Client
The Health 2 Employment Group comprises two distinct entities, OH One, the trading named corporate division, with a growing and enviable reputation for providing SEQOHS accredited occupational health and wellbeing services, including;
In addition, the second entity Health 2 Employment (H2E), works nationally delivering the Department of Work and Pensions (DWP’s) flagship Work and Health Programme and a range of specialist health interventions for a number of Prime Contractors. They offer occupational health advice and guidance, occupational health assessments and work focused action plans to any participant whose health is a barrier to them progressing towards their goals.
They also provide health support to get individuals back into work, to help businesses manage health-related absence and productivity or to help individuals to manage their own health issues.
The Challenge
H2E needed to manage security for its users carefully, especially because it works in a heavily regulated industry and deals with sensitive healthcare data. The company's applications and data are hosted in Microsoft's online 365 productivity suite, supporting a workforce of around 60 users that often logs in from remote locations around the UK. This introduces potential security issues that take skilled IT technicians to mitigate.
H2E's relationship with its existing IT services provider was up for renewal, and the provider was eager for the company to buy additional products to stay resilient. H2E was sceptical about the cost and effectiveness of these new solutions. It wanted to adopt a simpler, less expensive solution that offered the same level of functionality and security.
The Solution
H2E had attended an online cybersecurity expo with Probrand in 2021, and had been impressed enough to call the service provider back for a more in-depth discussion. Its team filled out a cybersecurity assessment, which helped Probrand to assess its current strengths and weaknesses and create a gap analysis.

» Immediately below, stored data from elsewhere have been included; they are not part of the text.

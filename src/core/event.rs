//! Raw sensor samples and their fixed-size channel record
//!
//! Samples travel to client data channels without any framing header: a
//! batch of `n` samples is written as `n * SENSOR_RECORD_SIZE` bytes.
//!
//! ```text
//! offset  size  field
//!      0     4  device_id     (i32 LE)
//!      4     4  sensor_type   (i32 LE)
//!      8     4  sensor_id     (i32 LE)
//!     12     4  location      (i32 LE)
//!     16     4  version       (i32 LE)
//!     20     4  mode          (i32 LE)
//!     24     8  timestamp_ns  (i64 LE)
//!     32     4  option        (u32 LE)
//!     36     4  data_len      (u32 LE, <= 64)
//!     40    64  data          (zero padded)
//! ```

use crate::core::types::{SensorDescriptor, SensorMode};
use crate::error::{Error, Result};

/// Payload bytes carried by one record
pub const SENSOR_DATA_CAPACITY: usize = 64;

/// Size of one encoded sample record
pub const SENSOR_RECORD_SIZE: usize = 40 + SENSOR_DATA_CAPACITY;

/// Option bit marking the "flush complete" sentinel
pub const OPTION_FLUSH_COMPLETE: u32 = 0x8000_0000;

/// One raw sample as delivered by the driver callback
#[derive(Debug, Clone, PartialEq)]
pub struct SensorEvent {
    pub desc: SensorDescriptor,
    pub version: i32,
    pub mode: SensorMode,
    pub timestamp_ns: i64,
    pub option: u32,
    pub data: Vec<u8>,
}

impl SensorEvent {
    /// Create a sample; payload beyond [`SENSOR_DATA_CAPACITY`] is truncated
    pub fn new(desc: SensorDescriptor, timestamp_ns: i64, mode: SensorMode, data: &[u8]) -> Self {
        let len = data.len().min(SENSOR_DATA_CAPACITY);
        Self {
            desc,
            version: 0,
            mode,
            timestamp_ns,
            option: 0,
            data: data[..len].to_vec(),
        }
    }

    /// Sample whose payload is a packed array of little-endian `f32`
    pub fn from_values(
        desc: SensorDescriptor,
        timestamp_ns: i64,
        mode: SensorMode,
        values: &[f32],
    ) -> Self {
        let data: Vec<u8> = values.iter().flat_map(|v| v.to_le_bytes()).collect();
        Self::new(desc, timestamp_ns, mode, &data)
    }

    /// The sentinel emitted by a backend once a flush request has drained
    pub fn flush_complete(desc: SensorDescriptor, timestamp_ns: i64) -> Self {
        Self {
            desc,
            version: 0,
            mode: SensorMode::Default,
            timestamp_ns,
            option: OPTION_FLUSH_COMPLETE,
            data: Vec::new(),
        }
    }

    pub fn is_flush_complete(&self) -> bool {
        self.option & OPTION_FLUSH_COMPLETE != 0
    }

    /// Payload interpreted as packed `f32` values
    pub fn values(&self) -> Vec<f32> {
        self.data
            .chunks_exact(4)
            .map(|c| f32::from_le_bytes([c[0], c[1], c[2], c[3]]))
            .collect()
    }

    /// Overwrite the `index`-th `f32` of the payload, growing it if needed
    pub fn set_value(&mut self, index: usize, value: f32) {
        let start = index * 4;
        if start + 4 > SENSOR_DATA_CAPACITY {
            return;
        }
        if self.data.len() < start + 4 {
            self.data.resize(start + 4, 0);
        }
        self.data[start..start + 4].copy_from_slice(&value.to_le_bytes());
    }

    /// Append the fixed-size record for this sample to `out`
    pub fn encode_record(&self, out: &mut Vec<u8>) {
        out.extend_from_slice(&self.desc.device_id.to_le_bytes());
        out.extend_from_slice(&self.desc.sensor_type.to_le_bytes());
        out.extend_from_slice(&self.desc.sensor_id.to_le_bytes());
        out.extend_from_slice(&self.desc.location.to_le_bytes());
        out.extend_from_slice(&self.version.to_le_bytes());
        out.extend_from_slice(&(self.mode as i32).to_le_bytes());
        out.extend_from_slice(&self.timestamp_ns.to_le_bytes());
        out.extend_from_slice(&self.option.to_le_bytes());
        let payload = &self.data[..self.data.len().min(SENSOR_DATA_CAPACITY)];
        out.extend_from_slice(&(payload.len() as u32).to_le_bytes());
        let mut data = [0u8; SENSOR_DATA_CAPACITY];
        data[..payload.len()].copy_from_slice(payload);
        out.extend_from_slice(&data);
    }

    /// Encode a batch into one contiguous buffer
    pub fn encode_batch(events: &[SensorEvent]) -> Vec<u8> {
        let mut out = Vec::with_capacity(events.len() * SENSOR_RECORD_SIZE);
        for event in events {
            event.encode_record(&mut out);
        }
        out
    }

    /// Decode one record; `bytes` must hold at least [`SENSOR_RECORD_SIZE`] bytes
    pub fn decode_record(bytes: &[u8]) -> Result<Self> {
        if bytes.len() < SENSOR_RECORD_SIZE {
            return Err(Error::Decode(format!(
                "sample record needs {} bytes, got {}",
                SENSOR_RECORD_SIZE,
                bytes.len()
            )));
        }
        let i32_at = |i: usize| i32::from_le_bytes([bytes[i], bytes[i + 1], bytes[i + 2], bytes[i + 3]]);
        let u32_at = |i: usize| u32::from_le_bytes([bytes[i], bytes[i + 1], bytes[i + 2], bytes[i + 3]]);

        let mode_raw = i32_at(20);
        let mode = SensorMode::from_i32(mode_raw)
            .ok_or_else(|| Error::Decode(format!("unknown sensor mode {}", mode_raw)))?;
        let mut ts = [0u8; 8];
        ts.copy_from_slice(&bytes[24..32]);
        let data_len = u32_at(36) as usize;
        if data_len > SENSOR_DATA_CAPACITY {
            return Err(Error::Decode(format!("data_len {} exceeds record", data_len)));
        }

        Ok(Self {
            desc: SensorDescriptor::new(i32_at(0), i32_at(4), i32_at(8), i32_at(12)),
            version: i32_at(16),
            mode,
            timestamp_ns: i64::from_le_bytes(ts),
            option: u32_at(32),
            data: bytes[40..40 + data_len].to_vec(),
        })
    }

    /// Decode a buffer holding a whole number of records
    pub fn decode_batch(bytes: &[u8]) -> Result<Vec<Self>> {
        if bytes.len() % SENSOR_RECORD_SIZE != 0 {
            return Err(Error::Decode(format!(
                "{} bytes is not a whole number of sample records",
                bytes.len()
            )));
        }
        bytes
            .chunks_exact(SENSOR_RECORD_SIZE)
            .map(Self::decode_record)
            .collect()
    }
}

#[cfg(test)]
mod tests {
    use super::*;
    use crate::core::types::sensor_type;
    use approx::assert_relative_eq;

    fn accel() -> SensorDescriptor {
        SensorDescriptor::new(1, sensor_type::ACCELEROMETER, 0, 1)
    }

    #[test]
    fn test_record_layout() {
        let event = SensorEvent::from_values(accel(), 123_456, SensorMode::Realtime, &[1.0, -2.5, 9.8]);
        let mut buf = Vec::new();
        event.encode_record(&mut buf);
        assert_eq!(buf.len(), SENSOR_RECORD_SIZE);
        assert_eq!(&buf[4..8], &sensor_type::ACCELEROMETER.to_le_bytes());
        assert_eq!(&buf[36..40], &12u32.to_le_bytes());

        let decoded = SensorEvent::decode_record(&buf).unwrap();
        assert_eq!(decoded, event);
        let values = decoded.values();
        assert_relative_eq!(values[2], 9.8);
    }

    #[test]
    fn test_payload_truncated_to_capacity() {
        let event = SensorEvent::new(accel(), 0, SensorMode::Default, &[7u8; 100]);
        assert_eq!(event.data.len(), SENSOR_DATA_CAPACITY);
    }

    #[test]
    fn test_oversized_payload_clamped_on_encode() {
        let mut event = SensorEvent::new(accel(), 9, SensorMode::Default, &[]);
        event.data = vec![3u8; SENSOR_DATA_CAPACITY + 16];
        let buf = SensorEvent::encode_batch(std::slice::from_ref(&event));
        assert_eq!(buf.len(), SENSOR_RECORD_SIZE);
        assert_eq!(&buf[36..40], &(SENSOR_DATA_CAPACITY as u32).to_le_bytes());
        let decoded = SensorEvent::decode_record(&buf).unwrap();
        assert_eq!(decoded.data, vec![3u8; SENSOR_DATA_CAPACITY]);
    }

    #[test]
    fn test_decode_rejects_short_and_ragged_buffers() {
        assert!(SensorEvent::decode_record(&[0u8; 10]).is_err());
        assert!(SensorEvent::decode_batch(&[0u8; SENSOR_RECORD_SIZE + 1]).is_err());

        let mut buf = Vec::new();
        SensorEvent::new(accel(), 0, SensorMode::Default, &[]).encode_record(&mut buf);
        buf[36..40].copy_from_slice(&200u32.to_le_bytes());
        assert!(SensorEvent::decode_record(&buf).is_err());
    }

    #[test]
    fn test_flush_sentinel() {
        let sentinel = SensorEvent::flush_complete(accel(), 5);
        assert!(sentinel.is_flush_complete());
        assert!(!SensorEvent::new(accel(), 5, SensorMode::Default, &[]).is_flush_complete());
    }

    #[test]
    fn test_set_value_grows_payload() {
        let mut event = SensorEvent::new(accel(), 0, SensorMode::OnChange, &[]);
        event.set_value(0, 5.0);
        assert_eq!(event.data.len(), 4);
        assert_relative_eq!(event.values()[0], 5.0);
    }
}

Probrand provided honest feedback about room for improvement in H2E's existing IT security, focusing on how to bridge those gaps at reasonable cost. This resulted in a comprehensive product and service package.
The relationship between the two companies flourished. Probrand had initially quoted H2E on a range of discrete cybersecurity products and services, but this quickly expanded until Probrand became the main IT function for H2E.
Probrand configures and manages H2E's fleet of endpoints, along with device and email security, end-user accounts, and the Microsoft software licenses that they use. It also handles everything from firewall configuration to managed wireless services, and supports their staff both on-site and remotely across the UK. It ensures that H2E's systems are securely updated, and has trained the company's staff in basic cybersecurity hygiene.
The Probrand team also assisted H2E in obtaining the National Cyber Security Centre's Cyber Essentials certification. This qualification helps to ensure that an organisation is following basic good cybersecurity practice. As such, it also builds trust with customers that the company is managing their information responsibly.
Cybersecurity is not a fire-and-forget project; it is an ongoing relationship that must evolve as the threat landscape changes. Probrand's representatives have worked hard to ensure that H2E remains happy with its IT and security operations, informing the client quickly of any forthcoming vendor licensing changes while meeting with directors to review the account.
"On the whole the experience working with Probrand has been extremely positive," says H2E's Governance and Data Manager Stephanie Pearson. "My Account Manager is always at the end of the phone should any issues arise, and has been happy to get involved on our behalf to escalate things as needed and when appropriate." This is especially important given the eight-hour service level agreement that H2E requires.
This attention to detail proved invaluable for H2E when logistics issues introduced a speed bump for the company. A courier had failed to deliver a laptop to one of its employees, and H2E was struggling to resolve the problem. "Probrand colleagues went out of their way, and the responsibilities of their role, to personally deliver a new laptop," Pearson recalls. "I very much appreciated them taking the initiative and acting swiftly to help us out."
Trust lies at the heart of the Probrand/H2E relationship. H2E now relies on the Probrand team to provide transparent, honest advice about new security and IT solutions. The service provider also draws upon its rich set of relationships in the IT supply chain to connect H2E with technology vendors, offering the most appropriate, cost-effective solutions.
The Result
Working with Probrand has delivered valuable cost savings for H2E, along with hardened cybersecurity protection. "Some of the products used have helped keep us safe from phishing and malware, while prompting colleagues to think about how they send and receive emails and other potentially sensitive or personal data," Pearson says.
The contract between H2E and Probrand has developed beyond a simple client-service provider relationship into a partnership. It has reintroduced trust into technology, which is an opaque topic than can often leave business customers feeling vulnerable and uneasy.
H2E now feels more comfortable discussing its IT and cybersecurity needs, confident that Probrand has its best interests in mind when proposing new solutions. Probrand has become an extension to H2E's business, attending director's meetings and helping the company to plan for its technology needs at a strategic level. When it comes to IT for this health services provider, Probrand's expertise was just what the doctor ordered.